El 66.9 por ciento de los encuestados aseguró que desaprueba la no acreditación de los observadores, frente a un 22.8 por ciento que dijo que sí lo aprobaba; un 6.8 por ciento respondió que no lo aprobada ni desaprobaba y un 3.6 por ciento no respondió.
Los simpatizantes del partido de Gobierno también desaprobaron la decisión del Consejo en contra de los observadores. Un 26.8 por ciento rechazó la no acreditación, mientras un 58 por ciento lo celebró; un 9.8 por ciento dijo que no lo aprobada ni desaprobaba y otro 5.4 por ciento no opinó al respecto.
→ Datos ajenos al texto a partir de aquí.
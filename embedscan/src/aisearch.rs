//! Azure AI Search segment store.
//!
//! AI Search has no listing primitive that survives large indexes, so
//! [`AiSearchScanStore`] implements [`FilteredQueryScan`] and is walked with
//! the keyset cursor. Each page is a search request whose OData filter keeps
//! only documents after the current `(ingestion_datetime, index, id)`
//! boundary, ordered ascending on the same triple.
//!
//! This module is only available when the `ai-search` feature is enabled.

use std::sync::Arc;

use async_trait::async_trait;
use serde::Deserialize;
use serde_json::{Map, Value, json};

use crate::backend::{BackendKind, FilteredQueryScan, KeysetQuery, SegmentStore};
use crate::cursor::KeysetBoundary;
use crate::error::Result;
use crate::http::{Auth, RestClient, env_var};
use crate::metadata::{Metadata, SegmentRecord, fields};

const BACKEND: &str = "ai-search";
const DEFAULT_API_VERSION: &str = "2024-07-01";
const DEFAULT_KEY_FIELD: &str = "id";

/// A [`SegmentStore`] backed by an Azure AI Search index.
///
/// The index must expose `ingestion_datetime` (as an `Edm.String` holding
/// RFC 3339 UTC timestamps) and `index` as filterable and sortable fields.
pub struct AiSearchScanStore {
    client: RestClient,
    api_version: String,
    key_field: String,
}

impl AiSearchScanStore {
    /// Create a store for the search service at `endpoint`, authenticated
    /// with an admin or query key.
    pub fn new(endpoint: &str, api_key: impl Into<String>) -> Self {
        Self {
            client: RestClient::new(BACKEND, endpoint)
                .with_auth(Auth::Header { name: "api-key", value: api_key.into() }),
            api_version: DEFAULT_API_VERSION.to_string(),
            key_field: DEFAULT_KEY_FIELD.to_string(),
        }
    }

    /// Create a store from `AZURE_SEARCH_ENDPOINT` and `AZURE_SEARCH_API_KEY`.
    pub fn from_env() -> Result<Self> {
        Ok(Self::new(
            &env_var(BACKEND, "AZURE_SEARCH_ENDPOINT")?,
            env_var(BACKEND, "AZURE_SEARCH_API_KEY")?,
        ))
    }

    pub fn with_api_version(mut self, version: impl Into<String>) -> Self {
        self.api_version = version.into();
        self
    }

    /// Name of the index's key field. Defaults to `id`.
    pub fn with_key_field(mut self, field: impl Into<String>) -> Self {
        self.key_field = field.into();
        self
    }

    fn search_body(&self, query: &KeysetQuery) -> Value {
        let mut select = vec![self.key_field.clone()];
        select.extend(fields::ALL.iter().map(|f| f.to_string()));

        let mut body = json!({
            "search": "*",
            "orderby": format!(
                "{} asc, {} asc, {} asc",
                fields::INGESTION_DATETIME,
                fields::INDEX,
                self.key_field
            ),
            "top": query.limit,
            "select": select.join(","),
        });
        if let Some(after) = &query.after {
            body["filter"] = Value::String(self.after_filter(after));
        }
        body
    }

    /// OData filter selecting documents strictly after `after`.
    fn after_filter(&self, after: &KeysetBoundary) -> String {
        let at = odata_string(&after.ingestion_datetime);
        let id = odata_string(&after.embedding_id);
        let (dt, idx, key) = (fields::INGESTION_DATETIME, fields::INDEX, &self.key_field);
        format!(
            "({dt} gt {at}) or ({dt} eq {at} and {idx} gt {index}) \
             or ({dt} eq {at} and {idx} eq {index} and {key} gt {id})",
            index = after.index,
        )
    }

    fn record(&self, mut document: Map<String, Value>) -> Option<SegmentRecord> {
        let id = match document.remove(&self.key_field)? {
            Value::String(id) => id,
            other => other.to_string(),
        };
        Some(SegmentRecord::new(id, Metadata::from_json_object(&document)))
    }
}

/// Quote a string literal for an OData expression.
fn odata_string(value: &str) -> String {
    format!("'{}'", value.replace('\'', "''"))
}

#[derive(Deserialize)]
struct SearchResponse {
    value: Vec<Map<String, Value>>,
}

#[async_trait]
impl FilteredQueryScan for AiSearchScanStore {
    /// The zero query vector carries no ranking information, so this issues a
    /// plain filtered search and ignores `query.vector` and `query.min_score`.
    async fn query(&self, collection: &str, query: &KeysetQuery) -> Result<Vec<SegmentRecord>> {
        let request = self
            .client
            .post(&format!("indexes/{collection}/docs/search"))
            .query(&[("api-version", self.api_version.as_str())])
            .json(&self.search_body(query));
        let response: SearchResponse = self.client.send(request).await?;

        Ok(response.value.into_iter().filter_map(|doc| self.record(doc)).collect())
    }
}

impl SegmentStore for AiSearchScanStore {
    fn kind(&self) -> BackendKind {
        BackendKind::AiSearch
    }

    fn filtered_query_scan(self: Arc<Self>) -> Option<Arc<dyn FilteredQueryScan>> {
        Some(self)
    }
}

#[cfg(test)]
mod tests {
    use super::*;

    fn store() -> AiSearchScanStore {
        AiSearchScanStore::new("https://search.example.net", "key")
    }

    #[test]
    fn first_page_has_no_filter() {
        let query = KeysetQuery { vector: vec![0.0; 4], min_score: 0.0, limit: 100, after: None };
        let body = store().search_body(&query);
        assert!(body.get("filter").is_none());
        assert_eq!(body["top"], 100);
        assert_eq!(body["orderby"], "ingestion_datetime asc, index asc, id asc");
    }

    #[test]
    fn filter_escapes_quotes_and_uses_the_tiebreaker() {
        let after = KeysetBoundary::new("2024-05-01T10:00:00Z", 3, "o'brien");
        let filter = store().after_filter(&after);
        assert!(filter.contains("ingestion_datetime gt '2024-05-01T10:00:00Z'"));
        assert!(filter.contains("index gt 3"));
        assert!(filter.contains("id gt 'o''brien'"));
    }

    #[test]
    fn documents_without_a_key_are_dropped() {
        let store = store();
        let with_key = json!({"id": "seg-1", "url": "https://a"});
        let without_key = json!({"url": "https://b"});
        assert!(store.record(with_key.as_object().unwrap().clone()).is_some());
        assert!(store.record(without_key.as_object().unwrap().clone()).is_none());
    }
}
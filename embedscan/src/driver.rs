//! Backend-agnostic scan loop.
//!
//! The driver repeats fetch, merge, and advance until the cursor reports the
//! last page:
//!
//! ```text
//! START -> FETCHING -> MERGING -> ADVANCE -> (FETCHING | DONE | ERROR)
//! ```
//!
//! Any fetch error ends the scan and drops everything merged so far. The
//! cursor state is released on both terminal transitions.

use std::time::Instant;

use tracing::{debug, error, info, warn};

use crate::backend::ScanStrategy;
use crate::cursor::{PaginationCursor, Termination};
use crate::error::Result;
use crate::merge::{MergeStats, SourceRecordMerger};
use crate::source::SourceSummary;

/// Counters describing a completed scan.
#[derive(Debug, Clone, Copy, PartialEq, Eq)]
pub struct ScanReport {
    /// Strategy the scan ran with.
    pub strategy: ScanStrategy,
    /// Number of fetch calls issued.
    pub pages: usize,
    /// Number of segment records received.
    pub records: usize,
    /// Merge outcome counters.
    pub merge: MergeStats,
    /// Why the scan stopped.
    pub termination: Termination,
}

/// Summaries produced by a completed scan.
#[derive(Debug, Clone)]
pub struct ScanOutcome {
    /// One summary per source, ordered by key.
    pub summaries: Vec<SourceSummary>,
    /// Counters for the scan that produced them.
    pub report: ScanReport,
}

/// Runs one scan to completion over a single cursor.
///
/// The driver owns the cursor state and the merger for the duration of the
/// scan; nothing is shared between scans.
pub struct ScanDriver<C: PaginationCursor> {
    cursor: C,
    label: String,
}

impl<C: PaginationCursor> ScanDriver<C> {
    /// Create a driver. `label` names the scanned store in logs.
    pub fn new(cursor: C, label: impl Into<String>) -> Self {
        Self { cursor, label: label.into() }
    }

    /// Scan until the cursor reports the last page.
    pub async fn run(self) -> Result<ScanOutcome> {
        let started = Instant::now();
        let strategy = self.cursor.strategy();
        let mut state = self.cursor.initial_state();
        let mut merger = SourceRecordMerger::new();
        let mut pages = 0usize;
        let mut records = 0usize;

        let termination = loop {
            let page = match self.cursor.fetch(&state).await {
                Ok(page) => page,
                Err(e) => {
                    error!(
                        store = %self.label,
                        %strategy,
                        page = pages,
                        error = %e,
                        "page fetch failed"
                    );
                    self.release(&state).await;
                    return Err(e);
                }
            };
            pages += 1;
            records += page.records.len();

            merger.merge_all(&page.records);
            debug!(
                store = %self.label,
                page = pages,
                records = page.records.len(),
                sources = merger.len(),
                "merged page"
            );

            state = page.next_state;
            if let Some(termination) = page.termination {
                break termination;
            }
        };

        self.release(&state).await;

        let report = ScanReport { strategy, pages, records, merge: merger.stats(), termination };
        match termination {
            Termination::Exhausted => info!(
                store = %self.label,
                %strategy,
                pages,
                records,
                sources = merger.len(),
                elapsed_ms = started.elapsed().as_millis() as u64,
                "scan complete"
            ),
            Termination::LivelockGuard => warn!(
                store = %self.label,
                %strategy,
                pages,
                records,
                sources = merger.len(),
                elapsed_ms = started.elapsed().as_millis() as u64,
                "scan stopped by livelock guard before the backend reported exhaustion"
            ),
        }

        Ok(ScanOutcome { summaries: merger.into_summaries(), report })
    }

    async fn release(&self, state: &C::State) {
        if let Err(e) = self.cursor.release(state).await {
            warn!(store = %self.label, error = %e, "failed to release cursor");
        }
    }
}
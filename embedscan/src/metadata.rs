//! Segment records and the metadata vocabulary written at ingestion time.

use std::collections::HashMap;

use serde::{Deserialize, Serialize};

/// Metadata keys written by the ingestion pipeline and read during a scan.
pub mod fields {
    /// Caller-supplied identifier of the source document.
    pub const SOURCE_ID: &str = "source_id";
    /// Zero-based position of the segment within its source.
    pub const INDEX: &str = "index";
    /// File name of the ingested document.
    pub const FILE_NAME: &str = "file_name";
    /// URL the document was fetched from.
    pub const URL: &str = "url";
    /// Full path of the ingested file.
    pub const FULL_PATH: &str = "full_path";
    /// Directory the ingested file lived in.
    pub const ABSOLUTE_DIRECTORY_PATH: &str = "absolute_directory_path";
    /// Free-form source label.
    pub const SOURCE: &str = "source";
    /// Document title.
    pub const TITLE: &str = "title";
    /// RFC 3339 UTC instant the source was ingested.
    pub const INGESTION_DATETIME: &str = "ingestion_datetime";
    /// Epoch milliseconds the source was ingested.
    pub const INGESTION_TIMESTAMP: &str = "ingestion_timestamp";

    /// Every key above, in the order a metadata projection requests them.
    pub const ALL: [&str; 10] = [
        SOURCE_ID,
        INDEX,
        FILE_NAME,
        URL,
        FULL_PATH,
        ABSOLUTE_DIRECTORY_PATH,
        SOURCE,
        TITLE,
        INGESTION_DATETIME,
        INGESTION_TIMESTAMP,
    ];
}

/// A single metadata value as stored alongside a segment.
#[derive(Debug, Clone, PartialEq, Eq, Serialize, Deserialize)]
#[serde(untagged)]
pub enum MetadataValue {
    /// Integer value (`index`, `ingestion_timestamp`).
    Int(i64),
    /// String value.
    Str(String),
    /// Explicit null.
    Null,
}

impl MetadataValue {
    /// Convert a JSON payload value as returned by a backend.
    ///
    /// Floats with an integral value become [`MetadataValue::Int`] since several
    /// stores round-trip every number through `f64`. Booleans are kept as
    /// strings; arrays and objects are not part of the vocabulary and yield `None`.
    pub fn from_json(value: &serde_json::Value) -> Option<Self> {
        match value {
            serde_json::Value::Null => Some(Self::Null),
            serde_json::Value::String(s) => Some(Self::Str(s.clone())),
            serde_json::Value::Bool(b) => Some(Self::Str(b.to_string())),
            serde_json::Value::Number(n) => {
                if let Some(i) = n.as_i64() {
                    Some(Self::Int(i))
                } else {
                    n.as_f64()
                        .filter(|f| f.fract() == 0.0 && f.abs() < i64::MAX as f64)
                        .map(|f| Self::Int(f as i64))
                        .or_else(|| Some(Self::Str(n.to_string())))
                }
            }
            serde_json::Value::Array(_) | serde_json::Value::Object(_) => None,
        }
    }
}

impl From<&str> for MetadataValue {
    fn from(value: &str) -> Self {
        Self::Str(value.to_string())
    }
}

impl From<String> for MetadataValue {
    fn from(value: String) -> Self {
        Self::Str(value)
    }
}

impl From<i64> for MetadataValue {
    fn from(value: i64) -> Self {
        Self::Int(value)
    }
}

impl From<i32> for MetadataValue {
    fn from(value: i32) -> Self {
        Self::Int(value.into())
    }
}

/// Key-value metadata attached to one segment.
#[derive(Debug, Clone, Default, PartialEq, Eq, Serialize, Deserialize)]
#[serde(transparent)]
pub struct Metadata(HashMap<String, MetadataValue>);

impl Metadata {
    /// Create empty metadata.
    pub fn new() -> Self {
        Self::default()
    }

    /// Build metadata from a JSON object, dropping values outside the vocabulary types.
    pub fn from_json_object(object: &serde_json::Map<String, serde_json::Value>) -> Self {
        object
            .iter()
            .filter_map(|(k, v)| MetadataValue::from_json(v).map(|v| (k.clone(), v)))
            .collect()
    }

    /// Insert a value, returning `self` for chaining.
    pub fn with(mut self, key: impl Into<String>, value: impl Into<MetadataValue>) -> Self {
        self.0.insert(key.into(), value.into());
        self
    }

    /// Insert a value.
    pub fn insert(&mut self, key: impl Into<String>, value: impl Into<MetadataValue>) {
        self.0.insert(key.into(), value.into());
    }

    /// Raw access to a value.
    pub fn get(&self, key: &str) -> Option<&MetadataValue> {
        self.0.get(key)
    }

    /// A non-empty textual value. Integers are rendered in decimal.
    pub fn str_field(&self, key: &str) -> Option<String> {
        match self.0.get(key)? {
            MetadataValue::Str(s) if !s.is_empty() => Some(s.clone()),
            MetadataValue::Int(i) => Some(i.to_string()),
            _ => None,
        }
    }

    /// An integer value, accepting strings that parse as `i64`.
    pub fn int_field(&self, key: &str) -> Option<i64> {
        match self.0.get(key)? {
            MetadataValue::Int(i) => Some(*i),
            MetadataValue::Str(s) => s.trim().parse().ok(),
            MetadataValue::Null => None,
        }
    }

    /// Number of entries.
    pub fn len(&self) -> usize {
        self.0.len()
    }

    /// Whether there are no entries.
    pub fn is_empty(&self) -> bool {
        self.0.is_empty()
    }
}

impl FromIterator<(String, MetadataValue)> for Metadata {
    fn from_iter<I: IntoIterator<Item = (String, MetadataValue)>>(iter: I) -> Self {
        Self(iter.into_iter().collect())
    }
}

/// One stored segment as returned by a metadata-only page fetch.
#[derive(Debug, Clone, PartialEq, Eq, Serialize, Deserialize)]
pub struct SegmentRecord {
    /// Backend identifier of the embedding.
    pub embedding_id: String,
    /// Metadata written at ingestion time.
    pub metadata: Metadata,
}

impl SegmentRecord {
    /// Create a record from an id and its metadata.
    pub fn new(embedding_id: impl Into<String>, metadata: Metadata) -> Self {
        Self { embedding_id: embedding_id.into(), metadata }
    }
}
QUE RENUNCIEN O LOS DESTITUYAN
Los sentimientos de tristeza y desconfianza por los resultados electorales y la opinión mayoritaria de que el cuestionado proceso electoral ha debilitado la democracia nicaragüense motivaron en la mayoría la opinión de que los magistrados electorales fallaron a su responsabilidad de organizar las elecciones y garantizar el respeto a la voluntad popular expresada en las urnas.
El 59.8 por ciento de los nicaragüenses opinó que los magistrados fueron irresponsables y deben de renunciar o ser destituidos de sus cargos.
Un 34.1 por ciento de los encuestados opinó que los funcionarios electorales “han hecho un buen trabajo y por lo tanto deben permanecer en sus cargos” y un 6.1 por ciento de los encuestados no supo qué responder a esa pregunta.
El CSE está integrado por siete magistrados propietarios y tres suplentes. Cinco de esos magistrados son de tendencia sandinista, incluyendo a su presidente Roberto Rivas, que antes fue de tendencia liberal, pero ahora es cercano al mandatario Daniel Ortega.
Los otros son: el vicepresidente Emmett Lang y los propietarios José Luis Villavicencio, Miguel Córdoba y la suplente Marisol Castillo.
Los propietarios René Herrera, José Marenco y el suplente Julio Osuna fueron expulsados el viernes del PLC por respaldar los resultados del CSE, y a ese partido ahora sólo pertenecería el propietario Luis Benavides, quien ha declarado públicamente que el proceso electoral estuvo plagado de irregularidades y que los resultados electorales presentados por el CSE no son creíbles.